→ **TASK**: Filter the entries below, keeping every line that has the word "InterfaceClass".

→ **Stored data entries**:
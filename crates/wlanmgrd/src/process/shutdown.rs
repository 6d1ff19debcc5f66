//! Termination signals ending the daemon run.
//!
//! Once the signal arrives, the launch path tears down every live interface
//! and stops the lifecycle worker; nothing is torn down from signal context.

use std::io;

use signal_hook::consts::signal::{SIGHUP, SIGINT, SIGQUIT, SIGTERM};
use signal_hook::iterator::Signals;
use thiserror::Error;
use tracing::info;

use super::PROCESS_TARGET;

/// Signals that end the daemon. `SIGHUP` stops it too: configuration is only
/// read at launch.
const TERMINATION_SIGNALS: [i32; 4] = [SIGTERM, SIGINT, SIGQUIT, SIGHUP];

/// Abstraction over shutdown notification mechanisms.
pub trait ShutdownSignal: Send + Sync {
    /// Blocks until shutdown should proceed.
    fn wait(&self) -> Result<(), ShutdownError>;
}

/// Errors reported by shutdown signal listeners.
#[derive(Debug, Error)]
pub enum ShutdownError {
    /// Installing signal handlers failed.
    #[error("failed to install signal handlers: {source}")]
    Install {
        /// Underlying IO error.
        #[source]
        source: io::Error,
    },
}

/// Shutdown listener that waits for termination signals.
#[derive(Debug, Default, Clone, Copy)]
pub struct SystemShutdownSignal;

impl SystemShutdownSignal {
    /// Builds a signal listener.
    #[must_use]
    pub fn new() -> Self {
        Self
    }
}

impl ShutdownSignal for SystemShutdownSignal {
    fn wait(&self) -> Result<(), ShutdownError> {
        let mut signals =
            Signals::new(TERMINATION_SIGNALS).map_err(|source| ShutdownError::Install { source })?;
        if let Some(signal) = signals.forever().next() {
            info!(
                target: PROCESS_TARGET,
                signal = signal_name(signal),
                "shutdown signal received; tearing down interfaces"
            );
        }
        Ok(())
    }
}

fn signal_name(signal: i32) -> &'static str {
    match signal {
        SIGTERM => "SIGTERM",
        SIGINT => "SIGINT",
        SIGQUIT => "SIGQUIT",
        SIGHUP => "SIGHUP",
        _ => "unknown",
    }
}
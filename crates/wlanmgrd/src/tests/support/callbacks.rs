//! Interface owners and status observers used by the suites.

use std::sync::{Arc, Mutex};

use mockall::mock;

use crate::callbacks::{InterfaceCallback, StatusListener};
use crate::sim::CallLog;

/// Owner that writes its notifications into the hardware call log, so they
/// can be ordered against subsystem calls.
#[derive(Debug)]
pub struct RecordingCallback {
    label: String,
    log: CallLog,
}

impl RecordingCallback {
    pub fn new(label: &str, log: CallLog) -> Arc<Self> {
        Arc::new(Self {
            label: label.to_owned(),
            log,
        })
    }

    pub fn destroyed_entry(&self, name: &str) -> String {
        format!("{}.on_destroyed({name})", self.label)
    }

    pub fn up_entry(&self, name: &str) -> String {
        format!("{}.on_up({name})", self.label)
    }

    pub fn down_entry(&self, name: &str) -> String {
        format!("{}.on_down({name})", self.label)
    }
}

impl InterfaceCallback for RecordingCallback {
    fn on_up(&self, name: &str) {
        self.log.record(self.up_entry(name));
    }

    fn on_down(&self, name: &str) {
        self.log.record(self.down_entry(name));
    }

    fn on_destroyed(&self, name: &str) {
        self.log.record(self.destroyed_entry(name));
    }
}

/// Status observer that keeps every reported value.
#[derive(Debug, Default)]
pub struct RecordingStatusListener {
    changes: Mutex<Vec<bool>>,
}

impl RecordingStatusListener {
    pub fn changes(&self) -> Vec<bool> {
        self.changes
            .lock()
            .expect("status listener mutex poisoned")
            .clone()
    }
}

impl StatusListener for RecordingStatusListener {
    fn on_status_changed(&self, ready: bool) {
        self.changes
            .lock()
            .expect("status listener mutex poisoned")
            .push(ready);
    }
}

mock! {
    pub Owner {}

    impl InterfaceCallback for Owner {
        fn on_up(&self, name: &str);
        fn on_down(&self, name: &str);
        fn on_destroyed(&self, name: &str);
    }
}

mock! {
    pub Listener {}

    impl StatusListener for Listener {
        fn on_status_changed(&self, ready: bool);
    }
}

--

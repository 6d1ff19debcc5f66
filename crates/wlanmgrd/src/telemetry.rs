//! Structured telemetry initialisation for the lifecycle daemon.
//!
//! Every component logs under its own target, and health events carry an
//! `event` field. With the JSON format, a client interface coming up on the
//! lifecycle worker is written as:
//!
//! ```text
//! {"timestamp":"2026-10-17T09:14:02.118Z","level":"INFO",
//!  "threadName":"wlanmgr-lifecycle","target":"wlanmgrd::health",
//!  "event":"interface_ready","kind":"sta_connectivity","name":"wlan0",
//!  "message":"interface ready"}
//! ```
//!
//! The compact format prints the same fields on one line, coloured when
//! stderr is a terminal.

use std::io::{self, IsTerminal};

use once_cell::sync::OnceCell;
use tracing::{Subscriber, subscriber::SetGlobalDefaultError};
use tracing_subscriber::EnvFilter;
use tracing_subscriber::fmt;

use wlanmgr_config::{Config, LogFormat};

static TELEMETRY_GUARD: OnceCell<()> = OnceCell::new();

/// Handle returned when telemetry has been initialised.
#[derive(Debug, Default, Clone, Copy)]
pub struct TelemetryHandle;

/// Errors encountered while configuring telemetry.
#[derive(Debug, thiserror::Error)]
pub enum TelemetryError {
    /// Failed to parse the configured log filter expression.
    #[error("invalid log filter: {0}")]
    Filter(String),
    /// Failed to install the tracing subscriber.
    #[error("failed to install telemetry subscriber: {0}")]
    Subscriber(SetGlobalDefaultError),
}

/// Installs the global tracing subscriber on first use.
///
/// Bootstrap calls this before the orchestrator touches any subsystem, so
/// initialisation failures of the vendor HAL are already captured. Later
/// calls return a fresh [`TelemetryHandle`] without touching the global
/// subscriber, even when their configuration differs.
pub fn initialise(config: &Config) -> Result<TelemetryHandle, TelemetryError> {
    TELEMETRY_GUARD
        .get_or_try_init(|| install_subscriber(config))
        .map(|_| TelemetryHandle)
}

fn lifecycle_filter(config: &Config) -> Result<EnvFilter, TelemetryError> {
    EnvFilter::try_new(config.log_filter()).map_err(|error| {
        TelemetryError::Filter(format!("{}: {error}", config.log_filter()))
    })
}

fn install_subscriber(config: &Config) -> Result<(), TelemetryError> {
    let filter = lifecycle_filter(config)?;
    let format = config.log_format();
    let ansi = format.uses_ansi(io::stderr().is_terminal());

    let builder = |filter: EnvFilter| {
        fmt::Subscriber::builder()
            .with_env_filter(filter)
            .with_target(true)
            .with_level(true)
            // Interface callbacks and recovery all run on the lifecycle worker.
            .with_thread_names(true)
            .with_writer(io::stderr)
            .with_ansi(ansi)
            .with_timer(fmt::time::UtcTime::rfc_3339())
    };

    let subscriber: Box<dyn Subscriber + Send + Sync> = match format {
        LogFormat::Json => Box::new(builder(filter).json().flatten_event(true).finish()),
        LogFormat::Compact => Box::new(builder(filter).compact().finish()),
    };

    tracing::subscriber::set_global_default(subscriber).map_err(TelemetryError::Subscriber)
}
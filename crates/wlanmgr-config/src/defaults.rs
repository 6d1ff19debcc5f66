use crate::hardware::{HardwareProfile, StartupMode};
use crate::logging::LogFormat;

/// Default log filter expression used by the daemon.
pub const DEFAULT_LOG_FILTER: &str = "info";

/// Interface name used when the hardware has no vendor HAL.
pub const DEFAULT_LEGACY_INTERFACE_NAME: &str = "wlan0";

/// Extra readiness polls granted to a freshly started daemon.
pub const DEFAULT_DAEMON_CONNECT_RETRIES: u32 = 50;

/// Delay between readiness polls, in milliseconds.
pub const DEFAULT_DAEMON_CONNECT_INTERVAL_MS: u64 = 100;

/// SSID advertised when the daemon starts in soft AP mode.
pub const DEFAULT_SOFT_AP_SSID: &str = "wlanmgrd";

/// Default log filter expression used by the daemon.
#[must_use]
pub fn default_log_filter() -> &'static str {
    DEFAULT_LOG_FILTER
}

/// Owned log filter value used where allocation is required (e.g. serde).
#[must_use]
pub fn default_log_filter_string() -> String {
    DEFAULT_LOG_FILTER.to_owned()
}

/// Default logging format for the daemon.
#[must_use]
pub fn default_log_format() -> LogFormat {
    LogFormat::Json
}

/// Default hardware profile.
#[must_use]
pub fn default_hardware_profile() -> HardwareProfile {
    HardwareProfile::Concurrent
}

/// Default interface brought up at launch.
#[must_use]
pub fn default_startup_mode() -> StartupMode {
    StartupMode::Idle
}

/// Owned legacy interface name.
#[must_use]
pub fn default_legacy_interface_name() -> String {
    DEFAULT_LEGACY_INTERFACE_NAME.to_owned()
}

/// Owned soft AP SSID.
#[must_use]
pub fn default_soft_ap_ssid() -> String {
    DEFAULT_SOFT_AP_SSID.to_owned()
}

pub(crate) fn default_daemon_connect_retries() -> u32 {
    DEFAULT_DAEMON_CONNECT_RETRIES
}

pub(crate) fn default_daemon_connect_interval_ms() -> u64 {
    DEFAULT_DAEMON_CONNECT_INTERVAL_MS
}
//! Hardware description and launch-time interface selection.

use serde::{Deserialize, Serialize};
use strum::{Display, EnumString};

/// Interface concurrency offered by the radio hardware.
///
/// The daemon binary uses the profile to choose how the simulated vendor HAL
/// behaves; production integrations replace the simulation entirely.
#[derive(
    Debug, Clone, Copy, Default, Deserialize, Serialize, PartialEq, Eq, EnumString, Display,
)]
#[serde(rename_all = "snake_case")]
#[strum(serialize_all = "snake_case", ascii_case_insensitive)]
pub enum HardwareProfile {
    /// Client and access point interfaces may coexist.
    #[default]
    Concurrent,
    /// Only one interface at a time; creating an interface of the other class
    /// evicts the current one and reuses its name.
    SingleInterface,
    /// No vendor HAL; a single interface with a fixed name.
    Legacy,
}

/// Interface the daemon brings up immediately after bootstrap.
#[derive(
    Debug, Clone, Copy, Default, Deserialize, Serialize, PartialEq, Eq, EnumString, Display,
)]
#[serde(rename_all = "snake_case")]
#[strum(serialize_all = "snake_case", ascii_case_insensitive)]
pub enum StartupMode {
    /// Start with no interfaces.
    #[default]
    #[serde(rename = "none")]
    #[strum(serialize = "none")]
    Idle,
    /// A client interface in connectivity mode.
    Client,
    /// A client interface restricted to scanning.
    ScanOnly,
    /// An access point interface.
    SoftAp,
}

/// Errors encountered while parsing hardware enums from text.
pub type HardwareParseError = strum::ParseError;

...

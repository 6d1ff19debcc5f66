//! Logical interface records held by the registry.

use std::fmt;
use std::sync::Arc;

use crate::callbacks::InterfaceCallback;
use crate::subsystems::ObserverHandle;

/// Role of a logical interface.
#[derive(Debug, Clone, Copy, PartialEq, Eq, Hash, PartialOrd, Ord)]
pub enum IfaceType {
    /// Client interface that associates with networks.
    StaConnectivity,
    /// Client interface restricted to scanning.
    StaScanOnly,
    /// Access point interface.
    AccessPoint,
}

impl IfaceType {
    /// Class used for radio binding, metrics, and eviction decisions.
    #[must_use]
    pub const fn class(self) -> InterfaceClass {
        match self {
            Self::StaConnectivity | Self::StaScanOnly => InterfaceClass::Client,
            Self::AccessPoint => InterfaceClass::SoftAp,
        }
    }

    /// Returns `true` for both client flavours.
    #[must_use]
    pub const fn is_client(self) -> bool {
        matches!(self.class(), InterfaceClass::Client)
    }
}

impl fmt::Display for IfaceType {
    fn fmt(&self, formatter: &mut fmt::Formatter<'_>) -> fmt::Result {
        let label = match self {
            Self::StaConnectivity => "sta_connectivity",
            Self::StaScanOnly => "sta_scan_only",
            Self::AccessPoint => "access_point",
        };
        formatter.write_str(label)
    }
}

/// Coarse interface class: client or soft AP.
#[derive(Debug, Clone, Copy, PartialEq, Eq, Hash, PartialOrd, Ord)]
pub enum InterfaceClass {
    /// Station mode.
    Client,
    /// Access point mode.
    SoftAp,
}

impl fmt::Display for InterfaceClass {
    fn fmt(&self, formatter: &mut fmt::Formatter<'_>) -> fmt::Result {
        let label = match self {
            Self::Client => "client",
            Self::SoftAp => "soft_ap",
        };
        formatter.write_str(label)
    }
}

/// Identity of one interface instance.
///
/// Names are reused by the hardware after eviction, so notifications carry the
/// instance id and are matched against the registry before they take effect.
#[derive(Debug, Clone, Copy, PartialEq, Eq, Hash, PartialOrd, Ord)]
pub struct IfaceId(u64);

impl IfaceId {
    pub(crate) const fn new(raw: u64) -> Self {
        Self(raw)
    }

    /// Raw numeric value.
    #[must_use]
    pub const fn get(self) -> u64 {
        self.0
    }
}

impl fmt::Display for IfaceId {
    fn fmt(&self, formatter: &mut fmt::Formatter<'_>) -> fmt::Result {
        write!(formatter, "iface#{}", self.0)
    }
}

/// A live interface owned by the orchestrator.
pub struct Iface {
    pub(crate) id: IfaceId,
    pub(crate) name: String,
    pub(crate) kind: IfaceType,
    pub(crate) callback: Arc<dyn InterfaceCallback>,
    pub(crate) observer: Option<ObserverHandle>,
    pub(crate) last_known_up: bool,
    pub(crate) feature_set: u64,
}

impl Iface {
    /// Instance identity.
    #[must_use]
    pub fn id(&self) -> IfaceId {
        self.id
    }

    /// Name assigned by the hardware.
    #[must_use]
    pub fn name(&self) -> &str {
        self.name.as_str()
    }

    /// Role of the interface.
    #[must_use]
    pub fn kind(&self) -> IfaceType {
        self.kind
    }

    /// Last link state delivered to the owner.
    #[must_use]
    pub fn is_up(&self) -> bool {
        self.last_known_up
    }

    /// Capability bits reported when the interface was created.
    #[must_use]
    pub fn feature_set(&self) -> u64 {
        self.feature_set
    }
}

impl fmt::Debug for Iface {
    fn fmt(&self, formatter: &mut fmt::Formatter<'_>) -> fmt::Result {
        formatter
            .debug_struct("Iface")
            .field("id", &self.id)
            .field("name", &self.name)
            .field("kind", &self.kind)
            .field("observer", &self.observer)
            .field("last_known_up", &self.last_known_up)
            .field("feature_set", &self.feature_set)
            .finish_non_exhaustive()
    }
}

→ **WRITTEN RESPONSE**:
    pub const fn class(self) -> InterfaceClass {
            Self::StaConnectivity | Self::StaScanOnly => InterfaceClass::Client,
            Self::AccessPoint => InterfaceClass::SoftAp,
        matches!(self.class(), InterfaceClass::Client)
pub enum InterfaceClass {
impl fmt::Display for InterfaceClass {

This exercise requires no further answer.